During the Conquest Era Joshua meets the preincarnate One, the Commander of the Army of the LORD, prior to the battle of Jericho. Rahab demonstrates saving faith during the Conquest Era. The red cord let down through her window symbolizes her trust in the promises of God.

David receives the promise of an enduring, eternal kingdom, while Solomon inaugurates the Temple of the LORD during the Kingdom Era and experiences the Glory of God entering the Temple.

During the Divided Kingdom, Isaiah receives promises about the Messiah–the Branch who will reign–concerning His birth from a virgin and His rule over the nations. He also reports on the Suffering Servant who will be “wounded for our transgressions.”

Sadly, during the Captivity Era, Ezekiel witnesses the departure of the Glory of God from Jerusalem’s temple.

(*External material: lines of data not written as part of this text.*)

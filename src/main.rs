use std::{net::SocketAddr, sync::Arc, time::Duration};

use axum::{routing::get, Extension, Router};
use http::HeaderValue;
use tokio::{signal, sync::mpsc};
use tower_http::{
    compression::CompressionLayer,
    cors::{Any, CorsLayer},
};
use tracing::{error, info};

use warehouse_api as api;

#[tokio::main]
async fn main() -> Result<(), Box<dyn std::error::Error>> {
    let cfg = api::config::load_config()?;
    api::config::init_tracing(cfg.log_level(), cfg.log_json);

    // Init DB
    let db_pool = api::db::establish_connection_from_app_config(&cfg).await?;
    if cfg.auto_migrate {
        api::db::run_migrations(&db_pool).await.map_err(|e| {
            error!("Failed running migrations: {}", e);
            e
        })?;
    }

    let db_arc = Arc::new(db_pool);

    // Init events and the status projector that keeps package/order rows in
    // step with the transport and return lifecycles.
    let (event_tx, event_rx) = mpsc::channel(cfg.event_channel_capacity);
    let event_sender = api::events::EventSender::new(event_tx);
    let projector = api::events::StatusProjector::new(db_arc.clone());
    tokio::spawn(api::events::process_events(event_rx, projector));

    // Aggregate app services used by HTTP handlers
    let services = api::handlers::AppServices::new(db_arc.clone(), event_sender.clone());

    // Compose shared app state
    let app_state = api::AppState {
        db: db_arc.clone(),
        config: cfg.clone(),
        event_sender,
        services,
    };

    // Build CORS layer from config
    let configured_origins: Option<Vec<HeaderValue>> = cfg
        .cors_allowed_origins
        .as_ref()
        .map(|raw| {
            raw.split(',')
                .filter_map(|origin| {
                    let trimmed = origin.trim();
                    if trimmed.is_empty() {
                        None
                    } else {
                        HeaderValue::from_str(trimmed).ok()
                    }
                })
                .collect::<Vec<_>>()
        })
        .filter(|origins| !origins.is_empty());

    let cors_layer = if let Some(origins) = configured_origins {
        CorsLayer::new()
            .allow_origin(origins)
            .allow_methods(Any)
            .allow_headers(Any)
    } else if cfg.is_development() {
        info!("Using permissive CORS in development");
        CorsLayer::permissive()
    } else {
        error!("Missing CORS configuration; set APP__CORS_ALLOWED_ORIGINS");
        return Err("Missing CORS configuration: set APP__CORS_ALLOWED_ORIGINS".into());
    };

    let idempotency_store = api::middleware_helpers::idempotency::IdempotencyStore::new(
        Duration::from_secs(cfg.idempotency_ttl_secs),
    );

    // Build router: root banner + full v1 API + Swagger UI
    let app = Router::<api::AppState>::new()
        .route("/", get(|| async { "warehouse-api up" }))
        .nest("/api/v1", api::api_v1_routes())
        .merge(api::openapi::swagger_ui())
        // HTTP tracing layer for consistent request/response telemetry
        .layer(api::tracing::configure_http_tracing())
        .layer(CompressionLayer::new())
        .layer(cors_layer)
        // Idempotency-key replay for safe retries of mutating requests
        .layer(axum::middleware::from_fn(
            api::middleware_helpers::idempotency::idempotency_middleware,
        ))
        .layer(Extension(idempotency_store))
        // Ensure every request carries a request id for traceability
        .layer(axum::middleware::from_fn(
            api::middleware_helpers::request_id::request_id_middleware,
        ))
        .with_state(app_state);

    // Bind and serve
    let addr = SocketAddr::from(([0, 0, 0, 0], cfg.port));
    info!("warehouse-api listening on http://{}", addr);
    let listener = tokio::net::TcpListener::bind(addr).await?;

    axum::serve(listener, app.into_make_service())
        .with_graceful_shutdown(shutdown_signal())
        .await?;

    Ok(())
}

async fn shutdown_signal() {
    let ctrl_c = async {
        signal::ctrl_c()
            .await
            .expect("failed to install Ctrl+C handler");
    };

    #[cfg(unix)]
    let terminate = async {
        use tokio::signal::unix::{signal, SignalKind};

        let mut sigterm =
            signal(SignalKind::terminate()).expect("failed to install signal handler");
        sigterm.recv().await;
    };

    #[cfg(not(unix))]
    let terminate = std::future::pending::<()>();

    tokio::select! {
        _ = ctrl_c => {},
        _ = terminate => {},
    }
}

In Daniel, a fourth man, “like the Son of God,” joins Daniel’s three friends in the fiery furnace during Judah’s exile in Babylon.

Simeon recognizes the newborn son of Mary as “a light to bring revelation to the Gentiles, and the glory of Your people” (Lk. 2:32). John the Baptist recognizes Jesus as the Lamb of God who takes away the sins of the World.

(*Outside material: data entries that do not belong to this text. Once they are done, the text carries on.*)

//! The forward lifecycle chain: order processing idempotence, the packing
//! mirror, transport assignment, and the delivery projection.

mod common;

use axum::http::{Method, StatusCode};
use common::{assert_status, date, response_json, TestApp};
use rust_decimal_macros::dec;
use serde_json::json;
use warehouse_api::entities::order::OrderStatus;
use warehouse_api::entities::package::PackageStatus;
use warehouse_api::entities::transport::TransportStatus;
use warehouse_api::errors::ServiceError;

#[tokio::test]
async fn processing_twice_fails_without_double_allocation() {
    let app = TestApp::new().await;
    let product = app.seed_product("IDEM-SKU", dec!(5.00), 0).await;
    let batch = app
        .seed_batch(product.id, "IDEM-1", 10, date(2025, 5, 1))
        .await;

    let outcome = app.processed_order(product.id, 4).await;
    assert_eq!(outcome.order.status, OrderStatus::Processing);
    assert_eq!(app.batch(batch.id).await.current_quantity, 6);

    let err = app
        .state
        .services
        .orders
        .process_order(outcome.order.id)
        .await
        .unwrap_err();
    assert!(
        matches!(err, ServiceError::InvalidTransition(_)),
        "expected InvalidTransition, got {err:?}"
    );

    // No second decrement happened.
    assert_eq!(app.batch(batch.id).await.current_quantity, 6);
}

#[tokio::test]
async fn packing_requires_a_ready_package() {
    let app = TestApp::new().await;
    let product = app.seed_product("PACK-SKU", dec!(5.00), 0).await;
    app.seed_batch(product.id, "PACK-1", 10, date(2025, 5, 1))
        .await;

    let outcome = app.processed_order(product.id, 2).await;

    // Package is still pending; the order-side mirror must refuse.
    let err = app
        .state
        .services
        .orders
        .pack_order(outcome.order.id, None)
        .await
        .unwrap_err();
    assert!(matches!(err, ServiceError::InvalidTransition(_)));

    app.state
        .services
        .packages
        .mark_ready(outcome.package.id, Some("shrink-wrapped".to_string()))
        .await
        .unwrap();

    let packed = app
        .state
        .services
        .orders
        .pack_order(outcome.order.id, None)
        .await
        .unwrap();
    assert_eq!(packed.status, OrderStatus::Packaged);
}

#[tokio::test]
async fn transport_assignment_requires_ready_for_dispatch() {
    let app = TestApp::new().await;
    let product = app.seed_product("DISP-SKU", dec!(5.00), 0).await;
    app.seed_batch(product.id, "DISP-1", 10, date(2025, 5, 1))
        .await;

    let outcome = app.processed_order(product.id, 2).await;
    let transporter = uuid::Uuid::new_v4();

    // Still pending: assignment must be rejected with the actual status.
    let err = app
        .state
        .services
        .packages
        .assign_transport(outcome.package.id, transporter, None)
        .await
        .unwrap_err();
    match err {
        ServiceError::InvalidTransition(msg) => {
            assert!(msg.contains("pending"), "message should carry the actual status: {msg}")
        }
        other => panic!("expected InvalidTransition, got {other:?}"),
    }

    app.state
        .services
        .packages
        .mark_ready(outcome.package.id, None)
        .await
        .unwrap();

    let (transport, package) = app
        .state
        .services
        .packages
        .assign_transport(outcome.package.id, transporter, None)
        .await
        .unwrap();
    assert_eq!(transport.status, TransportStatus::Dispatched);
    assert_eq!(package.status, PackageStatus::Dispatched);
}

#[tokio::test]
async fn delivery_projects_onto_package_and_order() {
    let app = TestApp::new().await;
    let product = app.seed_product("DELIV-SKU", dec!(5.00), 0).await;
    app.seed_batch(product.id, "DELIV-1", 10, date(2025, 5, 1))
        .await;

    let outcome = app.processed_order(product.id, 2).await;
    let transport_id = app
        .deliver_package(outcome.order.id, outcome.package.id)
        .await;

    let transport = app
        .state
        .services
        .transports
        .get_transport(transport_id)
        .await
        .unwrap()
        .unwrap();
    assert_eq!(transport.status, TransportStatus::Delivered);
    // dispatched, in_transit, delivered: one immutable entry per edge.
    assert_eq!(transport.status_history.len(), 3);
    assert_eq!(transport.status_history[0].status, TransportStatus::Dispatched);
    assert_eq!(transport.status_history[1].status, TransportStatus::InTransit);
    assert_eq!(transport.status_history[2].status, TransportStatus::Delivered);

    let (package, _) = app
        .state
        .services
        .packages
        .get_package(outcome.package.id)
        .await
        .unwrap()
        .unwrap();
    assert_eq!(package.status, PackageStatus::Delivered);

    let (order, _) = app
        .state
        .services
        .orders
        .get_order(outcome.order.id)
        .await
        .unwrap()
        .unwrap();
    assert_eq!(order.status, OrderStatus::Delivered);
}

#[tokio::test]
async fn transport_cannot_skip_straight_to_delivered() {
    let app = TestApp::new().await;
    let product = app.seed_product("SKIP-SKU", dec!(5.00), 0).await;
    app.seed_batch(product.id, "SKIP-1", 10, date(2025, 5, 1))
        .await;

    let outcome = app.processed_order(product.id, 1).await;
    app.state
        .services
        .packages
        .mark_ready(outcome.package.id, None)
        .await
        .unwrap();
    let (transport, _) = app
        .state
        .services
        .packages
        .assign_transport(outcome.package.id, uuid::Uuid::new_v4(), None)
        .await
        .unwrap();

    let err = app
        .state
        .services
        .transports
        .update_status(transport.id, TransportStatus::Delivered, None, None, None)
        .await
        .unwrap_err();
    assert!(matches!(err, ServiceError::InvalidTransition(_)));

    // The failed attempt must not have touched the history.
    let reloaded = app
        .state
        .services
        .transports
        .get_transport(transport.id)
        .await
        .unwrap()
        .unwrap();
    assert_eq!(reloaded.status, TransportStatus::Dispatched);
    assert_eq!(reloaded.status_history.len(), 1);
}

#[tokio::test]
async fn http_process_conflicts_surface_as_409_and_400() {
    let app = TestApp::new().await;
    let product = app.seed_product("HTTP-SKU", dec!(3.00), 0).await;
    app.seed_batch(product.id, "HTTP-1", 5, date(2025, 5, 1))
        .await;

    let create = app
        .request(
            Method::POST,
            "/api/v1/orders",
            Some(json!({
                "items": [{ "product_id": product.id, "quantity": 3 }]
            })),
        )
        .await;
    assert_status(&create, StatusCode::OK);
    let created = response_json(create).await;
    let order_id = created["data"]["id"].as_str().unwrap().to_string();

    let process = app
        .request(
            Method::POST,
            &format!("/api/v1/orders/{}/process", order_id),
            None,
        )
        .await;
    assert_status(&process, StatusCode::OK);
    let processed = response_json(process).await;
    assert_eq!(processed["data"]["order"]["status"], "processing");
    let package_id = processed["data"]["package"]["id"].as_str().unwrap().to_string();

    // Second process call: the order is no longer pending.
    let repeat = app
        .request(
            Method::POST,
            &format!("/api/v1/orders/{}/process", order_id),
            None,
        )
        .await;
    assert_status(&repeat, StatusCode::BAD_REQUEST);
    let body = response_json(repeat).await;
    assert!(
        body["message"].as_str().unwrap().contains("processing"),
        "error must carry the actual status for resynchronization: {body}"
    );

    // A delivery state cannot be written onto the package directly.
    let patch = app
        .request(
            Method::PATCH,
            &format!("/api/v1/packages/{}/status", package_id),
            Some(json!({ "status": "delivered" })),
        )
        .await;
    assert_status(&patch, StatusCode::BAD_REQUEST);

    // An order that cannot be covered by stock conflicts with 409.
    let big_order = app
        .request(
            Method::POST,
            "/api/v1/orders",
            Some(json!({
                "items": [{ "product_id": product.id, "quantity": 99 }]
            })),
        )
        .await;
    let big_order = response_json(big_order).await;
    let big_id = big_order["data"]["id"].as_str().unwrap();

    let conflict = app
        .request(
            Method::POST,
            &format!("/api/v1/orders/{}/process", big_id),
            None,
        )
        .await;
    assert_status(&conflict, StatusCode::CONFLICT);
}

#[tokio::test]
async fn low_stock_detection_fires_at_the_reorder_threshold() {
    let app = TestApp::new().await;
    // Threshold 5: allocating down to 4 must raise the alert.
    let product = app.seed_product("LOW-SKU", dec!(2.00), 5).await;
    app.seed_batch(product.id, "LOW-1", 10, date(2025, 5, 1))
        .await;

    app.processed_order(product.id, 6).await;
    let events = app.drain_events().await;

    let low_stock = events.iter().find_map(|e| match e {
        warehouse_api::events::Event::LowStockDetected {
            product_id,
            available,
            threshold,
        } => Some((*product_id, *available, *threshold)),
        _ => None,
    });
    assert_eq!(low_stock, Some((product.id, 4, 5)));
}
use axum::{
    extract::{Path, Query, State},
    response::Json,
};
use serde::{Deserialize, Serialize};
use utoipa::ToSchema;
use uuid::Uuid;
use validator::Validate;

use crate::{
    entities::package::PackageStatus,
    entities::package_item,
    errors::ServiceError,
    services::packages::PackageResponse,
    services::transports::TransportResponse,
    ApiResponse, ApiResult, AppState, PaginatedResponse,
};

#[derive(Debug, Deserialize, Default, ToSchema)]
pub struct PackageListQuery {
    /// Page number (1-indexed)
    pub page: Option<u64>,
    /// Page size (max 100)
    pub limit: Option<u64>,
    /// Optional status filter
    pub status: Option<String>,
}

#[derive(Debug, Deserialize, ToSchema)]
pub struct UpdatePackageStatusRequest {
    pub status: String,
    pub notes: Option<String>,
}

#[derive(Debug, Deserialize, Validate, ToSchema)]
pub struct AssignTransportRequest {
    pub transporter_id: Uuid,
    pub notes: Option<String>,
}

#[derive(Debug, Serialize, ToSchema)]
pub struct PackageDetailResponse {
    pub package: PackageResponse,
    pub items: Vec<package_item::Model>,
}

#[derive(Debug, Serialize, ToSchema)]
pub struct AssignTransportResponse {
    pub transport: TransportResponse,
    pub package: PackageResponse,
}

pub async fn list_packages(
    State(state): State<AppState>,
    Query(query): Query<PackageListQuery>,
) -> ApiResult<PaginatedResponse<PackageResponse>> {
    let page = query.page.unwrap_or(1).max(1);
    let limit = query.limit.unwrap_or(20).clamp(1, 100);

    let (records, total) = state
        .services
        .packages
        .list_packages(page, limit, query.status)
        .await?;

    let items: Vec<PackageResponse> = records.into_iter().map(Into::into).collect();
    let total_pages = total.div_ceil(limit);

    Ok(Json(ApiResponse::success(PaginatedResponse {
        items,
        total,
        page,
        limit,
        total_pages,
    })))
}

pub async fn get_package(
    State(state): State<AppState>,
    Path(id): Path<Uuid>,
) -> ApiResult<PackageDetailResponse> {
    match state.services.packages.get_package(id).await? {
        Some((package, items)) => Ok(Json(ApiResponse::success(PackageDetailResponse {
            package: package.into(),
            items,
        }))),
        None => Err(ServiceError::NotFound(format!("Package {} not found", id))),
    }
}

/// Caller-driven package transition. Only `ready_for_dispatch` is writable
/// here; transport-owned states are rejected with the actual status.
#[utoipa::path(
    patch,
    path = "/api/v1/packages/{id}/status",
    params(("id" = Uuid, Path, description = "Package id")),
    request_body = UpdatePackageStatusRequest,
    responses(
        (status = 200, description = "Package transitioned", body = PackageResponse),
        (status = 400, description = "Illegal transition; message carries the current status")
    ),
    tag = "packages"
)]
pub async fn update_package_status(
    State(state): State<AppState>,
    Path(id): Path<Uuid>,
    Json(payload): Json<UpdatePackageStatusRequest>,
) -> ApiResult<PackageResponse> {
    let target: PackageStatus = payload
        .status
        .parse()
        .map_err(ServiceError::ValidationError)?;

    let updated = state
        .services
        .packages
        .update_status(id, target, payload.notes)
        .await?;

    Ok(Json(ApiResponse::success(updated.into())))
}

/// Assign a transporter to a ready package, creating its transport record.
#[utoipa::path(
    post,
    path = "/api/v1/packages/{id}/assign-transport",
    params(("id" = Uuid, Path, description = "Package id")),
    request_body = AssignTransportRequest,
    responses(
        (status = 200, description = "Transport created, package dispatched", body = AssignTransportResponse),
        (status = 400, description = "Package is not ready for dispatch"),
        (status = 404, description = "Unknown package")
    ),
    tag = "packages"
)]
pub async fn assign_transport(
    State(state): State<AppState>,
    Path(id): Path<Uuid>,
    Json(payload): Json<AssignTransportRequest>,
) -> ApiResult<AssignTransportResponse> {
    let (transport, package) = state
        .services
        .packages
        .assign_transport(id, payload.transporter_id, payload.notes)
        .await?;

    let transport = match state.services.transports.get_transport(transport.id).await? {
        Some(with_history) => with_history,
        None => TransportResponse::from_parts(transport, vec![]),
    };

    Ok(Json(ApiResponse::success(AssignTransportResponse {
        transport,
        package: package.into(),
    })))
}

Peter’s confession aligns him with a growing number of witnesses. Jesus confirms Peter’s confession by declaring that his confession will be the corner stone of the church—Jesus ”the Christ, the Son of the Living God” (Mt. 16:16).

Peter embraces the Bible’s grandest Subject and sublimest Object—the Messiah!

Questions from today’s chronological Bible reading (Mk. 8:22-9:1; Mt. 16:13-28; 17:1-13; Lk. 9:2-13, 18-36):
Jesus speaks early and often about the suffering that He will face. How does Jesus view Peter’s response to His announcement regarding His suffering?
How does Jesus describe the lives of those who follow Him? What promise does He give to those who take up their cross and follow Him? What does this reveal about His own perspective?
Jesus dazzles His disciples with His glory as He is transfigured before them. How does Peter respond to Jesus’ transfiguration and the appearance of Moses and Elijah? Review 2 Peter 1:16-21. What does the transfiguration teach Peter about Jesus?